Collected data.
#[cfg(test)]
mod tests {
    use super::*;
    use crate::infrastructure::storage::slot::{MemorySlot, MockKeyValueSlot};
    use chrono::TimeZone;
    use openarcade_core::Binding;

    fn fixed_clock() -> DateTime<Utc> {
        Utc.with_ymd_and_hms(2024, 1, 1, 0, 0, 0).unwrap()
    }

    fn memory_store() -> (DeviceStore, MemorySlot) {
        let slot = MemorySlot::new();
        let store = DeviceStore::open(Box::new(slot.clone())).with_clock(fixed_clock);
        (store, slot)
    }

    #[test]
    fn test_empty_slot_opens_empty_store() {
        let (store, slot) = memory_store();

        assert!(store.devices().is_empty());
        assert_eq!(store.snapshot().schema_version, 1);
        assert!(slot.contents().is_none(), "opening must not write");
    }

    #[test]
    fn test_malformed_document_opens_empty_store() {
        let store = DeviceStore::open(Box::new(MemorySlot::with_contents("{not json")));
        assert!(store.devices().is_empty());
    }

    #[test]
    fn test_malformed_document_is_backed_up_before_first_write() {
        // Arrange
        let slot = MemorySlot::with_contents("{not json");
        let mut store = DeviceStore::open(Box::new(slot.clone())).with_clock(fixed_clock);
        assert!(slot.backup().is_none(), "opening must not write");

        // Act
        store.touch("OA-001").unwrap();

        // Assert
        assert_eq!(slot.backup().as_deref(), Some("{not json"));
        assert!(slot.contents().unwrap().contains("\"OA-001\""));
    }

    #[test]
    fn test_failed_backup_blocks_the_write() {
        // Arrange
        let mut slot = MockKeyValueSlot::new();
        slot.expect_read().returning(|| Ok(Some("[1, 2, 3]".into())));
        slot.expect_back_up()
            .times(1)
            .returning(|_| Err(StorageError::Unavailable("read-only".into())));
        slot.expect_write().never();
        let mut store = DeviceStore::open(Box::new(slot));

        // Act
        let result = store.touch("OA-001");

        // Assert
        assert!(matches!(result, Err(StoreError::Storage(StorageError::Unavailable(_)))));
    }

    #[test]
    fn test_one_undecodable_record_does_not_cost_the_others() {
        // Arrange – OA-002's active mode is not a string
        let slot = MemorySlot::with_contents(
            serde_json::json!({
                "schema_version": 1,
                "devices": {
                    "OA-001": {"device_id": "OA-001", "active_mode": "gamepad"},
                    "OA-002": {"device_id": "OA-002", "active_mode": 7}
                }
            })
            .to_string(),
        );
        let mut store = DeviceStore::open(Box::new(slot.clone())).with_clock(fixed_clock);

        // Act
        store.touch("OA-003").unwrap();
        let refused = store.set_active_mode("OA-002", "keyboard");

        // Assert
        assert_eq!(store.undecoded_ids(), ["OA-002"]);
        assert!(matches!(
            refused,
            Err(StoreError::Storage(StorageError::UndecodableRecord(id))) if id == "OA-002"
        ));
        let written: Value = serde_json::from_str(&slot.contents().unwrap()).unwrap();
        assert_eq!(written["devices"]["OA-001"]["active_mode"], "gamepad");
        assert_eq!(written["devices"]["OA-002"]["active_mode"], 7);
        assert!(written["devices"]["OA-003"].is_object());
        assert!(slot.backup().is_none());
    }

    #[test]
    fn test_numeric_keycode_record_loads() {
        // Arrange
        let slot = MemorySlot::with_contents(
            r#"{"devices": {"OA-002": {"device_id": "OA-002", "modes": {"keyboard": {"mapping": {"1": {"keycode": 4}}}}}}}"#,
        );

        // Act
        let store = DeviceStore::open(Box::new(slot));

        // Assert
        let device = store.device("OA-002").expect("decoded");
        assert_eq!(device.active_keycodes().get("1"), Some(&0x04));
        assert!(store.undecoded_ids().is_empty());
    }

    #[test]
    fn test_unreadable_slot_opens_empty_store() {
        // Arrange
        let mut slot = MockKeyValueSlot::new();
        slot.expect_read()
            .times(1)
            .returning(|| Err(StorageError::Unavailable("offline".into())));

        // Act
        let store = DeviceStore::open(Box::new(slot));

        // Assert
        assert!(store.devices().is_empty());
    }

    #[test]
    fn test_ensure_device_synthesizes_and_persists_once() {
        // Arrange
        let mut slot = MockKeyValueSlot::new();
        slot.expect_read().returning(|| Ok(None));
        slot.expect_write()
            .withf(|doc: &str| doc.contains("\"OA-999\"") && doc.ends_with('\n'))
            .times(1)
            .returning(|_| Ok(()));
        let mut store = DeviceStore::open(Box::new(slot));

        // Act
        let first = store.ensure_device("OA-999").unwrap();
        let second = store.ensure_device("OA-999").unwrap();

        // Assert
        assert_eq!(first.active_mode, "keyboard");
        assert!(first.modes.values().all(|m| m.mapping.is_empty()));
        assert_eq!(first, second);
    }

    #[test]
    fn test_device_does_not_create_on_read() {
        let (store, _slot) = memory_store();
        assert!(store.device("OA-404").is_none());
    }

    #[test]
    fn test_set_mapping_persists_document() {
        // Arrange
        let (mut store, slot) = memory_store();

        // Act
        store
            .set_mapping("OA-001", "keyboard", "1", Binding::keycode("HID_KEY_A").into())
            .unwrap();

        // Assert – a fresh store over the same slot sees the mapping
        let reopened = DeviceStore::open(Box::new(slot));
        let device = reopened.device("OA-001").expect("persisted");
        assert_eq!(device.modes["keyboard"].mapping["1"].keycode(), Some("HID_KEY_A"));
        assert_eq!(device.last_seen, Some(fixed_clock()));
    }

    #[test]
    fn test_rejected_mode_switch_changes_nothing() {
        // Arrange
        let (mut store, slot) = memory_store();
        store.ensure_device("OA-001").unwrap();
        let before = slot.contents();

        // Act
        let result = store.set_active_mode("OA-001", "turbo");

        // Assert
        assert!(matches!(result, Err(StoreError::Rule(DeviceError::UnknownMode(_)))));
        assert_eq!(slot.contents(), before);
        assert_eq!(store.device("OA-001").unwrap().active_mode, "keyboard");
    }

    #[test]
    fn test_write_failure_surfaces_as_storage_error() {
        // Arrange
        let mut slot = MockKeyValueSlot::new();
        slot.expect_read().returning(|| Ok(None));
        slot.expect_write()
            .returning(|_| Err(StorageError::Unavailable("disk full".into())));
        let mut store = DeviceStore::open(Box::new(slot));

        // Act
        let err = store.touch("OA-001").unwrap_err();

        // Assert
        let contract: ConfigError = err.into();
        assert_eq!(contract, ConfigError::Storage("storage unavailable: disk full".into()));
    }

    #[test]
    fn test_returned_devices_are_copies() {
        // Arrange
        let (mut store, _slot) = memory_store();
        store.ensure_device("OA-001").unwrap();

        // Act
        let mut copy = store.devices();
        copy.get_mut("OA-001").unwrap().active_mode = "gamepad".into();
        copy.get_mut("OA-001").unwrap().modes.clear();

        // Assert
        let fresh = store.device("OA-001").unwrap();
        assert_eq!(fresh.active_mode, "keyboard");
        assert_eq!(fresh.modes.len(), 2);
    }

    #[test]
    fn test_reload_picks_up_external_changes() {
        // Arrange
        let (mut store, slot) = memory_store();
        let mut other = DeviceStore::open(Box::new(slot.clone()));
        other.set_descriptor("OA-002", serde_json::json!({"buttons": 15})).unwrap();

        // Act
        store.reload();

        // Assert
        assert!(store.device("OA-002").is_some());
    }

    #[test]
    fn test_rule_error_maps_to_command_code() {
        let err: ConfigError = StoreError::Rule(DeviceError::UnknownMode("x".into())).into();
        assert_eq!(err.code(), Some("unknown_mode"));
    }
}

Task to carry out. The response has to match the records above word for word.

Answer for this exercise.
#[cfg(test)]
mod tests {
    use super::*;
    use crate::infrastructure::storage::slot::{MemorySlot, MockKeyValueSlot};
    use chrono::TimeZone;
    use openarcade_core::Binding;

    fn fixed_clock() -> DateTime<Utc> {
        Utc.with_ymd_and_hms(2024, 1, 1, 0, 0, 0).unwrap()
    }

    fn memory_store() -> (DeviceStore, MemorySlot) {
        let slot = MemorySlot::new();
        let store = DeviceStore::open(Box::new(slot.clone())).with_clock(fixed_clock);
        (store, slot)
    }

    #[test]
    fn test_empty_slot_opens_empty_store() {
        let (store, slot) = memory_store();

        assert!(store.devices().is_empty());
        assert_eq!(store.snapshot().schema_version, 1);
        assert!(slot.contents().is_none(), "opening must not write");
    }

    #[test]
    fn test_malformed_document_opens_empty_store() {
        let store = DeviceStore::open(Box::new(MemorySlot::with_contents("{not json")));
        assert!(store.devices().is_empty());
    }

    #[test]
    fn test_malformed_document_is_backed_up_before_first_write() {
        // Arrange
        let slot = MemorySlot::with_contents("{not json");
        let mut store = DeviceStore::open(Box::new(slot.clone())).with_clock(fixed_clock);
        assert!(slot.backup().is_none(), "opening must not write");

        // Act
        store.touch("OA-001").unwrap();

        // Assert
        assert_eq!(slot.backup().as_deref(), Some("{not json"));
        assert!(slot.contents().unwrap().contains("\"OA-001\""));
    }

    #[test]
    fn test_failed_backup_blocks_the_write() {
        // Arrange
        let mut slot = MockKeyValueSlot::new();
        slot.expect_read().returning(|| Ok(Some("[1, 2, 3]".into())));
        slot.expect_back_up()
            .times(1)
            .returning(|_| Err(StorageError::Unavailable("read-only".into())));
        slot.expect_write().never();
        let mut store = DeviceStore::open(Box::new(slot));

        // Act
        let result = store.touch("OA-001");

        // Assert
        assert!(matches!(result, Err(StoreError::Storage(StorageError::Unavailable(_)))));
    }

    #[test]
    fn test_one_undecodable_record_does_not_cost_the_others() {
        // Arrange – OA-002's active mode is not a string
        let slot = MemorySlot::with_contents(
            serde_json::json!({
                "schema_version": 1,
                "devices": {
                    "OA-001": {"device_id": "OA-001", "active_mode": "gamepad"},
                    "OA-002": {"device_id": "OA-002", "active_mode": 7}
                }
            })
            .to_string(),
        );
        let mut store = DeviceStore::open(Box::new(slot.clone())).with_clock(fixed_clock);

        // Act
        store.touch("OA-003").unwrap();
        let refused = store.set_active_mode("OA-002", "keyboard");

        // Assert
        assert_eq!(store.undecoded_ids(), ["OA-002"]);
        assert!(matches!(
            refused,
            Err(StoreError::Storage(StorageError::UndecodableRecord(id))) if id == "OA-002"
        ));
        let written: Value = serde_json::from_str(&slot.contents().unwrap()).unwrap();
        assert_eq!(written["devices"]["OA-001"]["active_mode"], "gamepad");
        assert_eq!(written["devices"]["OA-002"]["active_mode"], 7);
        assert!(written["devices"]["OA-003"].is_object());
        assert!(slot.backup().is_none());
    }

    #[test]
    fn test_numeric_keycode_record_loads() {
        // Arrange
        let slot = MemorySlot::with_contents(
            r#"{"devices": {"OA-002": {"device_id": "OA-002", "modes": {"keyboard": {"mapping": {"1": {"keycode": 4}}}}}}}"#,
        );

        // Act
        let store = DeviceStore::open(Box::new(slot));

        // Assert
        let device = store.device("OA-002").expect("decoded");
        assert_eq!(device.active_keycodes().get("1"), Some(&0x04));
        assert!(store.undecoded_ids().is_empty());
    }

    #[test]
    fn test_unreadable_slot_opens_empty_store() {
        // Arrange
        let mut slot = MockKeyValueSlot::new();
        slot.expect_read()
            .times(1)
            .returning(|| Err(StorageError::Unavailable("offline".into())));

        // Act
        let store = DeviceStore::open(Box::new(slot));

        // Assert
        assert!(store.devices().is_empty());
    }

    #[test]
    fn test_ensure_device_synthesizes_and_persists_once() {
        // Arrange
        let mut slot = MockKeyValueSlot::new();
        slot.expect_read().returning(|| Ok(None));
        slot.expect_write()
            .withf(|doc: &str| doc.contains("\"OA-999\"") && doc.ends_with('\n'))
            .times(1)
            .returning(|_| Ok(()));
        let mut store = DeviceStore::open(Box::new(slot));

        // Act
        let first = store.ensure_device("OA-999").unwrap();
        let second = store.ensure_device("OA-999").unwrap();

        // Assert
        assert_eq!(first.active_mode, "keyboard");
        assert!(first.modes.values().all(|m| m.mapping.is_empty()));
        assert_eq!(first, second);
    }

    #[test]
    fn test_device_does_not_create_on_read() {
        let (store, _slot) = memory_store();
        assert!(store.device("OA-404").is_none());
    }

    #[test]
    fn test_set_mapping_persists_document() {
        // Arrange
        let (mut store, slot) = memory_store();

        // Act
        store
            .set_mapping("OA-001", "keyboard", "1", Binding::keycode("HID_KEY_A").into())
            .unwrap();

        // Assert – a fresh store over the same slot sees the mapping
        let reopened = DeviceStore::open(Box::new(slot));
        let device = reopened.device("OA-001").expect("persisted");
        assert_eq!(device.modes["keyboard"].mapping["1"].keycode(), Some("HID_KEY_A"));
        assert_eq!(device.last_seen, Some(fixed_clock()));
    }

    #[test]
    fn test_rejected_mode_switch_changes_nothing() {
        // Arrange
        let (mut store, slot) = memory_store();
        store.ensure_device("OA-001").unwrap();
        let before = slot.contents();

        // Act
        let result = store.set_active_mode("OA-001", "turbo");

        // Assert
        assert!(matches!(result, Err(StoreError::Rule(DeviceError::UnknownMode(_)))));
        assert_eq!(slot.contents(), before);
        assert_eq!(store.device("OA-001").unwrap().active_mode, "keyboard");
    }

    #[test]
    fn test_write_failure_surfaces_as_storage_error() {
        // Arrange
        let mut slot = MockKeyValueSlot::new();
        slot.expect_read().returning(|| Ok(None));
        slot.expect_write()
            .returning(|_| Err(StorageError::Unavailable("disk full".into())));
        let mut store = DeviceStore::open(Box::new(slot));

        // Act
        let err = store.touch("OA-001").unwrap_err();

        // Assert
        let contract: ConfigError = err.into();
        assert_eq!(contract, ConfigError::Storage("storage unavailable: disk full".into()));
    }

    #[test]
    fn test_returned_devices_are_copies() {
        // Arrange
        let (mut store, _slot) = memory_store();
        store.ensure_device("OA-001").unwrap();

        // Act
        let mut copy = store.devices();
        copy.get_mut("OA-001").unwrap().active_mode = "gamepad".into();
        copy.get_mut("OA-001").unwrap().modes.clear();

        // Assert
        let fresh = store.device("OA-001").unwrap();
        assert_eq!(fresh.active_mode, "keyboard");
        assert_eq!(fresh.modes.len(), 2);
    }

    #[test]
    fn test_reload_picks_up_external_changes() {
        // Arrange
        let (mut store, slot) = memory_store();
        let mut other = DeviceStore::open(Box::new(slot.clone()));
        other.set_descriptor("OA-002", serde_json::json!({"buttons": 15})).unwrap();

        // Act
        store.reload();

        // Assert
        assert!(store.device("OA-002").is_some());
    }

    #[test]
    fn test_rule_error_maps_to_command_code() {
        let err: ConfigError = StoreError::Rule(DeviceError::UnknownMode("x".into())).into();
        assert_eq!(err.code(), Some("unknown_mode"));
    }
}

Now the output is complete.